Buying local is important, and even more so during the pandemic. When it comes to buying plants, this statement still holds true! The Kent Conservation District is giving the community options to purchase Michigan native species to plant in their home landscape.
Kent Conservation District Board and staff are working hard to restore Kent County's natural resources. Birds and pollinators are disappearing as birds and insects face harsh temperature changes; with climate change, they need to have habitat and food sources.
Native plants offer such beauty and water quality filtering and storage benefits, plus it improves the lives of all living creatures.

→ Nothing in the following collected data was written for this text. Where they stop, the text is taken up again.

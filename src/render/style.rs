/// Page styles for the HTML rendering. Static: no search data ever flows in.
pub const STYLESHEET: &str = r#"<style type="text/css">
#search-prompt { padding-left: 2em; padding-bottom: 3em; }
#search-error { color: #b00020; }
h2 { font-family: monospace, monospace; margin-top: 40px; font-size: 22px; }
.search-results { font-family: Georgia, serif; list-style: none; font-size: 20px; padding-left: 10px; }
.search-results li { padding: .5em .3em; }
.search-results li:nth-child(odd) { background-color: #eee8e2; }
.search-results li a { text-decoration-color: #7b3d10; }
.search-debug { background: #fff; border: 1px solid #ccc; padding: 10px; margin: 10px 0; }
.search-debug pre { white-space: pre-wrap; max-height: 400px; overflow: auto; }
</style>
"#;
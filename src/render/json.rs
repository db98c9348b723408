use serde::Serialize;

use crate::feed::{Outcome, ResultItem, SearchError};
use crate::host::HostContext;
use crate::query::Query;
use crate::render::{error_kind, user_message};

#[derive(Serialize)]
struct Report<'a> {
    query: Option<&'a Query>,
    status: &'static str,
    items: &'a [ResultItem],
    #[serde(skip_serializing_if = "Option::is_none")]
    error: Option<ErrorReport<'a>>,
}

#[derive(Serialize)]
struct ErrorReport<'a> {
    kind: &'static str,
    message: String,
    #[serde(skip_serializing_if = "Option::is_none")]
    http_status: Option<u16>,
    #[serde(skip_serializing_if = "Option::is_none")]
    content_type: Option<&'a str>,
    /// Raw payload, only for privileged debug sessions
    #[serde(skip_serializing_if = "Option::is_none")]
    body: Option<&'a str>,
}

/// Renders an outcome as a single JSON object.
pub fn render_json(query: Option<&Query>, outcome: &Outcome, ctx: &HostContext) -> String {
    let status = match outcome {
        Outcome::Success(_) => "success",
        Outcome::EmptyQuery => "empty_query",
        Outcome::NoResults => "no_results",
        Outcome::Failed(_) => "error",
    };

    let error = match outcome {
        Outcome::Failed(err) => Some(error_report(err, ctx)),
        _ => None,
    };

    let report = Report {
        query,
        status,
        items: outcome.items(),
        error,
    };

    // Serializing plain structs of strings and numbers cannot fail
    serde_json::to_string_pretty(&report).unwrap_or_else(|e| {
        tracing::error!(error = %e, "Failed to serialize JSON report");
        String::from("{}")
    })
}

fn error_report<'a>(err: &'a SearchError, ctx: &HostContext) -> ErrorReport<'a> {
    let mut report = ErrorReport {
        kind: error_kind(err),
        message: user_message(err),
        http_status: None,
        content_type: None,
        body: None,
    };

    match err {
        SearchError::Status { code, .. } => report.http_status = Some(*code),
        SearchError::Parse(failure) => {
            report.http_status = Some(failure.status);
            report.content_type = failure.content_type.as_deref();
            if ctx.show_raw_payloads() {
                report.body = Some(failure.body.as_str());
            }
        }
        SearchError::Transport(_) | SearchError::EmptyBody => {}
    }

    report
}
use crate::feed::fetcher::FetchedResponse;
use crate::feed::pipeline::SearchError;

/// UTF-8 byte-order mark as it appears after lossy decoding.
const BOM: char = '\u{feff}';

/// Checks a fetched response and returns its normalized body text.
///
/// Only status 200 is accepted; other 2xx codes are as unexpected from a
/// search feed as a 404. The body is decoded lossily so that a stray invalid
/// byte becomes a parse problem rather than an early rejection.
///
/// # Errors
///
/// - [`SearchError::Status`] - Status code other than 200
/// - [`SearchError::EmptyBody`] - Nothing left after normalization
pub fn validate(response: &FetchedResponse) -> Result<String, SearchError> {
    if response.status != 200 {
        return Err(SearchError::Status {
            code: response.status,
            url: response.url.clone(),
        });
    }

    let text = String::from_utf8_lossy(&response.body);
    let body = normalize_body(&text);
    if body.is_empty() {
        return Err(SearchError::EmptyBody);
    }

    Ok(body.to_string())
}

/// Strips leading whitespace and a leading byte-order mark.
///
/// Whitespace is removed on both sides of the BOM, since some servers emit
/// the mark after a stray newline and others emit blank lines after the mark.
pub fn normalize_body(body: &str) -> &str {
    let body = body.trim_start();
    match body.strip_prefix(BOM) {
        Some(rest) => rest.trim_start(),
        None => body,
    }
}

#[cfg(test)]
mod tests {
    use super::*;
    use proptest::prelude::*;
    use reqwest::header::HeaderMap;

    fn response(status: u16, body: &[u8]) -> FetchedResponse {
        FetchedResponse {
            url: "https://news.example.com/rss/search?q=x".to_string(),
            status,
            headers: HeaderMap::new(),
            body: body.to_vec(),
        }
    }

    #[test]
    fn test_200_with_body_is_valid() {
        let body = validate(&response(200, b"<rss/>")).unwrap();
        assert_eq!(body, "<rss/>");
    }

    #[test]
    fn test_non_200_statuses_rejected_with_code() {
        for code in [201, 204, 301, 404, 500] {
            match validate(&response(code, b"<rss/>")) {
                Err(SearchError::Status { code: got, url }) => {
                    assert_eq!(got, code);
                    assert!(url.contains("q=x"));
                }
                other => panic!("Expected Status({}), got {:?}", code, other),
            }
        }
    }

    #[test]
    fn test_bom_and_whitespace_stripped() {
        let mut raw = b"\xEF\xBB\xBF".to_vec();
        raw.extend_from_slice(b"<?xml version=\"1.0\"?><rss/>");
        assert_eq!(
            validate(&response(200, &raw)).unwrap(),
            "<?xml version=\"1.0\"?><rss/>"
        );

        assert_eq!(normalize_body("\n  \u{feff}<rss/>"), "<rss/>");
        assert_eq!(normalize_body("\u{feff}\r\n<rss/>"), "<rss/>");
    }

    #[test]
    fn test_only_one_leading_bom_removed() {
        assert_eq!(normalize_body("\u{feff}\u{feff}<rss/>"), "\u{feff}<rss/>");
    }

    #[test]
    fn test_empty_after_normalization() {
        assert!(matches!(
            validate(&response(200, b"")),
            Err(SearchError::EmptyBody)
        ));
        assert!(matches!(
            validate(&response(200, b" \n\xEF\xBB\xBF \t")),
            Err(SearchError::EmptyBody)
        ));
    }

    #[test]
    fn test_status_checked_before_body() {
        assert!(matches!(
            validate(&response(500, b"")),
            Err(SearchError::Status { code: 500, .. })
        ));
    }

    proptest! {
        #[test]
        fn prop_normalized_body_has_no_leading_noise(s in "[ \\t\\r\\n\u{feff}]{0,4}[<a-z]{0,10}") {
            let out = normalize_body(&s);
            prop_assert!(!out.starts_with(char::is_whitespace));
            prop_assert!(s.ends_with(out));
        }
    }
}
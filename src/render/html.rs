use std::fmt::Write;

use html_escape::{encode_double_quoted_attribute, encode_text};

use crate::feed::{Outcome, ParseFailure, SearchError};
use crate::host::HostContext;
use crate::query::Query;
use crate::render::{user_message, NO_RESULTS, PROMPT, STYLESHEET};

/// Renders a full page body: the stylesheet once, then the result fragment.
pub fn render_page(query: Option<&Query>, outcome: &Outcome, ctx: &HostContext) -> String {
    let mut page = String::from(STYLESHEET);
    page.push_str(&render_html(query, outcome, ctx));
    page
}

/// Renders the result fragment for one outcome.
///
/// Text (query echo, titles, diagnostics) is HTML-escaped; links are escaped
/// as double-quoted attribute values.
///
/// # Arguments
///
/// * `query` - Echoed in the results heading; ignored for prompt and error states
/// * `outcome` - The single outcome of the search
/// * `ctx` - With `debug` and `privileged` both set, a parse failure shows
///   the raw response instead of the generic message
///
/// # Returns
///
/// One of, each line terminated by `\n`:
/// - `<p id="search-prompt">` for an empty query
/// - `<p id="search-error">`, or the `search-debug` panel, for a failure
/// - An `<h2>` heading followed by a `<p>` for no results
/// - An `<h2>` heading followed by a `<ul class="search-results">` list
pub fn render_html(query: Option<&Query>, outcome: &Outcome, ctx: &HostContext) -> String {
    let mut out = String::new();

    match outcome {
        Outcome::EmptyQuery => {
            let _ = writeln!(out, r#"<p id="search-prompt">{}</p>"#, PROMPT);
        }
        Outcome::Failed(SearchError::Parse(failure)) if ctx.show_raw_payloads() => {
            debug_panel(&mut out, failure);
        }
        Outcome::Failed(err) => {
            let _ = writeln!(
                out,
                r#"<p id="search-error">{}</p>"#,
                encode_text(&user_message(err))
            );
        }
        Outcome::NoResults => {
            heading(&mut out, query);
            let _ = writeln!(out, "<p>{}</p>", NO_RESULTS);
        }
        Outcome::Success(items) => {
            heading(&mut out, query);
            out.push_str("<ul class=\"search-results\">\n");
            for item in items {
                let _ = writeln!(
                    out,
                    r#"<li><a href="{}" target="_blank" rel="noopener noreferrer">{}</a></li>"#,
                    encode_double_quoted_attribute(&item.link),
                    encode_text(&item.title)
                );
            }
            out.push_str("</ul>\n");
        }
    }

    out
}

fn heading(out: &mut String, query: Option<&Query>) {
    let q = query.map(Query::as_str).unwrap_or("");
    let _ = writeln!(out, "<h2>Search Results for: {}</h2>", encode_text(q));
}

fn debug_panel(out: &mut String, failure: &ParseFailure) {
    out.push_str("<div class=\"search-debug\">\n");
    out.push_str("<strong>Search debug: response could not be parsed as XML</strong>\n");
    let _ = writeln!(
        out,
        "<p>HTTP code: {} | Content-Type: {}</p>",
        failure.status,
        encode_text(failure.content_type.as_deref().unwrap_or(""))
    );
    let _ = writeln!(out, "<p>Parser: {}</p>", encode_text(&failure.direct_error));
    if let Some((offset, err)) = &failure.fallback_error {
        let _ = writeln!(
            out,
            "<p>Fallback at byte {}: {}</p>",
            offset,
            encode_text(err)
        );
    }
    let _ = writeln!(out, "<pre>{}</pre>", encode_text(&failure.body));
    out.push_str("</div>\n");
}

#[cfg(test)]
mod tests {
    use super::*;
    use crate::feed::ResultItem;
    use pretty_assertions::assert_eq;

    fn item(title: &str, link: &str) -> ResultItem {
        ResultItem {
            title: title.to_string(),
            link: link.to_string(),
            source: None,
            published: None,
        }
    }

    fn parse_failure() -> Outcome {
        Outcome::Failed(SearchError::Parse(ParseFailure {
            status: 200,
            content_type: Some("text/html".to_string()),
            body: "<html><script>alert(1)</script>".to_string(),
            direct_error: "unexpected token".to_string(),
            fallback_error: None,
        }))
    }

    #[test]
    fn test_success_list() {
        let q = Query::sanitize("wildfire").unwrap();
        let html = render_html(
            Some(&q),
            &Outcome::Success(vec![item("A", "http://x/1"), item("B", "http://x/2")]),
            &HostContext::default(),
        );
        assert_eq!(
            html,
            "<h2>Search Results for: wildfire</h2>\n\
             <ul class=\"search-results\">\n\
             <li><a href=\"http://x/1\" target=\"_blank\" rel=\"noopener noreferrer\">A</a></li>\n\
             <li><a href=\"http://x/2\" target=\"_blank\" rel=\"noopener noreferrer\">B</a></li>\n\
             </ul>\n"
        );
    }

    #[test]
    fn test_text_and_links_escaped() {
        let q = Query::sanitize("<script>").unwrap();
        let html = render_html(
            Some(&q),
            &Outcome::Success(vec![item(
                "Fire & <Rain>",
                "https://x.example/a?b=1&c=\"2\"",
            )]),
            &HostContext::default(),
        );
        assert!(html.contains("Search Results for: &lt;script&gt;"));
        assert!(html.contains(">Fire &amp; &lt;Rain&gt;</a>"));
        assert!(html.contains("href=\"https://x.example/a?b=1&amp;c=&quot;2&quot;\""));
        assert!(!html.contains("<script>"));
    }

    #[test]
    fn test_empty_query_prompt() {
        let html = render_html(None, &Outcome::EmptyQuery, &HostContext::default());
        assert_eq!(
            html,
            "<p id=\"search-prompt\">Please enter a search term above to search Google News.</p>\n"
        );
    }

    #[test]
    fn test_no_results_has_heading_but_no_list() {
        let q = Query::sanitize("zzz").unwrap();
        let html = render_html(Some(&q), &Outcome::NoResults, &HostContext::default());
        assert!(html.starts_with("<h2>Search Results for: zzz</h2>"));
        assert!(html.contains("<p>No results found.</p>"));
        assert!(!html.contains("<ul"));
    }

    #[test]
    fn test_status_error_without_heading() {
        let q = Query::sanitize("wildfire").unwrap();
        let html = render_html(
            Some(&q),
            &Outcome::Failed(SearchError::Status {
                code: 500,
                url: "u".into(),
            }),
            &HostContext::default(),
        );
        assert_eq!(
            html,
            "<p id=\"search-error\">Error fetching results (HTTP 500). Please try again later.</p>\n"
        );
    }

    #[test]
    fn test_parse_error_generic_unless_privileged_debug() {
        for ctx in [
            HostContext::default(),
            HostContext::new(true, false),
            HostContext::new(false, true),
        ] {
            let html = render_html(None, &parse_failure(), &ctx);
            assert_eq!(html, "<p id=\"search-error\">Unable to parse response.</p>\n");
        }
    }

    #[test]
    fn test_parse_error_panel_for_privileged_debug() {
        let html = render_html(None, &parse_failure(), &HostContext::new(true, true));
        assert!(html.contains("class=\"search-debug\""));
        assert!(html.contains("HTTP code: 200 | Content-Type: text/html"));
        assert!(html.contains("&lt;script&gt;alert(1)&lt;/script&gt;"));
        assert!(!html.contains("<script>"));
    }

    #[test]
    fn test_page_emits_stylesheet_once() {
        let q = Query::sanitize("x").unwrap();
        let page = render_page(Some(&q), &Outcome::NoResults, &HostContext::default());
        assert!(page.starts_with(STYLESHEET));
        assert_eq!(page.matches("<style").count(), 1);
    }
}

On Saturday, April 24 is the Michigan Native Tree and Shrub Seedling sale with pre-orders due by April 6th. This is because we want the plants to not be fully leafed out so it is less stressful to transplant the tree seedlings.
Following that, as things warm-up, they will be hosting a separate Wildflower sale on May 22 with special orders due May 6. For sale will be beautiful potted quarts so you can try some new species and see how they thrive in your yard.
Local residents can signup to attend Kent Conservation District Board's free March 24, 7-8 p.m. class taught by a local conservationist Rebecca Marquardt who owns Revery a native plant landscape company and you will:
- Learn about design techniques to foster healthy habitats that improve water quality and soil health.
- Be impressed by the many native grasses, wildflowers, and shrubs found in Kent County.
- Review the steps a landowner will take to install native plants.
- Using case studies, be shown examples of beautiful landscapes that impress the neighbors and beckon pollinators to visit.
Other upcoming programs include virtual and outdoor in-person invasive species landowner training workshops on March 19. We are very excited about a special class coming up on April 7 at 7 p.m. on "Practical ways to improve water quality and habitat on your property."